Mathias stared ahead, not daring to face his general again. For the first time ever, Mathias felt that to be dead now would not be half bad. A strange feeling to have, he mused unhappily, with the prospect of total victory so close at hand.

But those eyes, man, you didn't see those eyes! They told me I'm going to burn and hang by my dick for fucking ever and ever
.

He was giggling to himself now. He couldn't help himself. And the Growler didn't seem to mind, Mathias noticed, so he continued. Just whooping it up.

Just him and Woody in his hand.

Far ahead, Mathias could see the Edenites, obviously caught off guard and unprepared for attack. Though still almost a mile away, it was clear that the annoying deterrents of a few days back in the form of tangled barbed wire, electrically booby trapped, had disappeared under a sea of sand. Obviously, the great storms had passed this way and destroyed any effective defense Jack Calisto had constructed and which had, indeed,

presented so many problems for the determined Maddogs in the past.

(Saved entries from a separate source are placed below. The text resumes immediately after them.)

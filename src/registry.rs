// The profile registry: ordered, lock-guarded collection of live profiles.
//
// Reads (enumeration, the evaluation sweep, durable sync) share the outer
// lock; structural add/remove take it exclusively. Each profile carries its
// own mutex because evaluation mutates profile state while the collection
// itself is only read. The registry lock and the broadcaster's connection
// lock are never held at the same time.

use std::sync::Arc;

use tokio::sync::{Mutex, RwLock};
use tracing::debug;

use crate::library::ScriptLibrary;
use crate::message::Message;
use crate::profile::{Profile, ProfileDefinition, ProfileState, ProfileUpdate};
use crate::storage::ProfileStore;
use crate::{PulseError, Result};

type SharedProfile = Arc<Mutex<Profile>>;

pub struct ProfileRegistry {
    profiles: RwLock<Vec<SharedProfile>>,
    store: Arc<dyn ProfileStore>,
    library: Arc<ScriptLibrary>,
}

impl ProfileRegistry {
    pub fn new(store: Arc<dyn ProfileStore>, library: Arc<ScriptLibrary>) -> Self {
        Self {
            profiles: RwLock::new(Vec::new()),
            store,
            library,
        }
    }

    /// Populate the registry from the durable store. Called once at
    /// startup, before any other activity runs.
    pub async fn load(&self) -> Result<usize> {
        let loaded = self.store.load_all().await?;
        let mut profiles = self.profiles.write().await;
        let count = loaded.len();
        for profile in loaded {
            profiles.push(Arc::new(Mutex::new(profile)));
        }
        Ok(count)
    }

    /// Insert a new profile. The durable record is written before the
    /// profile becomes visible to any reader; if persistence fails the
    /// registry is unchanged.
    pub async fn add(&self, definition: ProfileDefinition) -> Result<ProfileState> {
        if definition.id.is_empty() {
            return Err(PulseError::RegistryError(
                "profile id must not be empty".to_string(),
            ));
        }

        let mut profiles = self.profiles.write().await;
        for existing in profiles.iter() {
            if existing.lock().await.definition.id == definition.id {
                return Err(PulseError::RegistryError(format!(
                    "duplicate profile id {:?}",
                    definition.id
                )));
            }
        }

        let profile = Profile::new(definition);
        self.store.put(&profile).await?;
        let state = profile.value();
        debug!(profile = %state.definition.id, "profile added");
        profiles.push(Arc::new(Mutex::new(profile)));
        Ok(state)
    }

    /// Replace the supplied definition fields of an existing profile and
    /// persist the result. Returns `None` when no profile has this id.
    pub async fn update(&self, id: &str, update: ProfileUpdate) -> Result<Option<ProfileState>> {
        let profiles = self.profiles.read().await;
        for shared in profiles.iter() {
            let mut profile = shared.lock().await;
            if profile.definition.id == id {
                profile.definition.apply(update);
                self.store.put(&profile).await?;
                return Ok(Some(profile.value()));
            }
        }
        Ok(None)
    }

    /// Remove the profile with this id and delete its durable record.
    /// Removing an absent id is a no-op, not an error.
    pub async fn remove(&self, id: &str) -> Result<bool> {
        let mut profiles = self.profiles.write().await;
        let current: Vec<SharedProfile> = profiles.drain(..).collect();
        let mut removed = false;
        for shared in current {
            if shared.lock().await.definition.id == id {
                removed = true;
            } else {
                profiles.push(shared);
            }
        }
        drop(profiles);

        if removed {
            self.store.delete(id).await?;
            debug!(profile = %id, "profile removed");
        }
        Ok(removed)
    }

    /// Snapshot-consistent enumeration of viewer-facing states.
    pub async fn list(&self) -> Vec<ProfileState> {
        let profiles = self.profiles.read().await;
        let mut states = Vec::with_capacity(profiles.len());
        for shared in profiles.iter() {
            states.push(shared.lock().await.value());
        }
        states
    }

    /// Evaluate one message against every profile, in registration order,
    /// under a single shared-read hold. Returns the post-evaluation state
    /// of every profile, in the same order.
    pub async fn eval_sweep(&self, message: &Message) -> Vec<ProfileState> {
        let profiles = self.profiles.read().await;
        let mut states = Vec::with_capacity(profiles.len());
        for shared in profiles.iter() {
            let mut profile = shared.lock().await;
            profile.eval(message, &self.library);
            states.push(profile.value());
        }
        states
    }

    /// Full clones of every profile, for the periodic durable sync pass.
    pub async fn snapshot(&self) -> Vec<Profile> {
        let profiles = self.profiles.read().await;
        let mut snapshot = Vec::with_capacity(profiles.len());
        for shared in profiles.iter() {
            snapshot.push(shared.lock().await.clone());
        }
        snapshot
    }

    pub async fn len(&self) -> usize {
        self.profiles.read().await.len()
    }

    pub async fn is_empty(&self) -> bool {
        self.profiles.read().await.is_empty()
    }
}

#[cfg(test)]
mod tests {
    use super::*;
    use crate::message::Value;
    use crate::storage::MemoryProfileStore;

    const SUM_SCRIPT: &str = r#"
        let sum = get("sum", 0);
        sum += message.value;
        set("sum", sum);
        title("the sum is " + sum);
    "#;

    fn registry_with_store() -> (Arc<MemoryProfileStore>, ProfileRegistry) {
        let store = Arc::new(MemoryProfileStore::new());
        let registry = ProfileRegistry::new(store.clone(), Arc::new(ScriptLibrary::default()));
        (store, registry)
    }

    fn definition(id: &str) -> ProfileDefinition {
        ProfileDefinition {
            id: id.to_string(),
            eval_script: SUM_SCRIPT.to_string(),
            ..Default::default()
        }
    }

    fn message(value: i64) -> Message {
        Message {
            name: "cpu_temp".to_string(),
            timestamp: 1,
            value: Some(Value::Int(value)),
        }
    }

    #[tokio::test]
    async fn add_persists_before_returning() {
        let (store, registry) = registry_with_store();
        registry.add(definition("p-1")).await.unwrap();
        assert!(store.contains("p-1").await);
        assert_eq!(registry.len().await, 1);
    }

    #[tokio::test]
    async fn add_rejects_empty_and_duplicate_ids() {
        let (_, registry) = registry_with_store();

        assert!(registry.add(definition("")).await.is_err());

        registry.add(definition("p-1")).await.unwrap();
        assert!(registry.add(definition("p-1")).await.is_err());
        assert_eq!(registry.len().await, 1);
    }

    #[tokio::test]
    async fn remove_is_a_noop_for_absent_ids() {
        let (store, registry) = registry_with_store();
        registry.add(definition("p-1")).await.unwrap();

        assert!(!registry.remove("p-2").await.unwrap());
        assert_eq!(registry.len().await, 1);

        assert!(registry.remove("p-1").await.unwrap());
        assert!(!store.contains("p-1").await);
        assert!(registry.is_empty().await);
    }

    #[tokio::test]
    async fn sweep_evaluates_in_registration_order() {
        let (_, registry) = registry_with_store();
        registry.add(definition("p-1")).await.unwrap();
        registry.add(definition("p-2")).await.unwrap();

        registry.eval_sweep(&message(2)).await;
        let states = registry.eval_sweep(&message(3)).await;

        assert_eq!(states.len(), 2);
        assert_eq!(states[0].definition.id, "p-1");
        assert_eq!(states[1].definition.id, "p-2");
        for state in states {
            assert_eq!(
                state.display.get("title"),
                Some(&Value::Text("the sum is 5".to_string()))
            );
        }
    }

    #[tokio::test]
    async fn update_replaces_fields_and_persists() {
        let (store, registry) = registry_with_store();
        registry.add(definition("p-1")).await.unwrap();

        let updated = registry
            .update(
                "p-1",
                ProfileUpdate {
                    is_local: Some(true),
                    ..Default::default()
                },
            )
            .await
            .unwrap()
            .unwrap();
        assert!(updated.definition.is_local);
        assert!(store.contains("p-1").await);

        let missing = registry
            .update("p-9", ProfileUpdate::default())
            .await
            .unwrap();
        assert!(missing.is_none());
    }

    #[tokio::test]
    async fn load_restores_persisted_profiles() {
        let store = Arc::new(MemoryProfileStore::new());
        {
            let registry = ProfileRegistry::new(store.clone(), Arc::new(ScriptLibrary::default()));
            registry.add(definition("p-1")).await.unwrap();
            registry.eval_sweep(&message(4)).await;
            store.sync_all(&registry.snapshot().await).await.unwrap();
        }

        let registry = ProfileRegistry::new(store, Arc::new(ScriptLibrary::default()));
        assert_eq!(registry.load().await.unwrap(), 1);
        let states = registry.list().await;
        assert_eq!(
            states[0].display.get("title"),
            Some(&Value::Text("the sum is 4".to_string()))
        );
    }
}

Also obvious, depressingly so, was the fact that the Growler – or whatever had taken over the Growler's body –
knew
the Edenites were defenseless. Like he knew everything. Him and his eyes, Mathias giggled wildly.

The Growler's hideous smile made Mathias shudder. He felt suddenly like crying. He thought he just might cry if he could only get rid of the giggles.

Mathias thought that the Growler, still smiling, was simply happy to have finally arrived to Eden, to kill, to pillage, to destroy. To kick ass.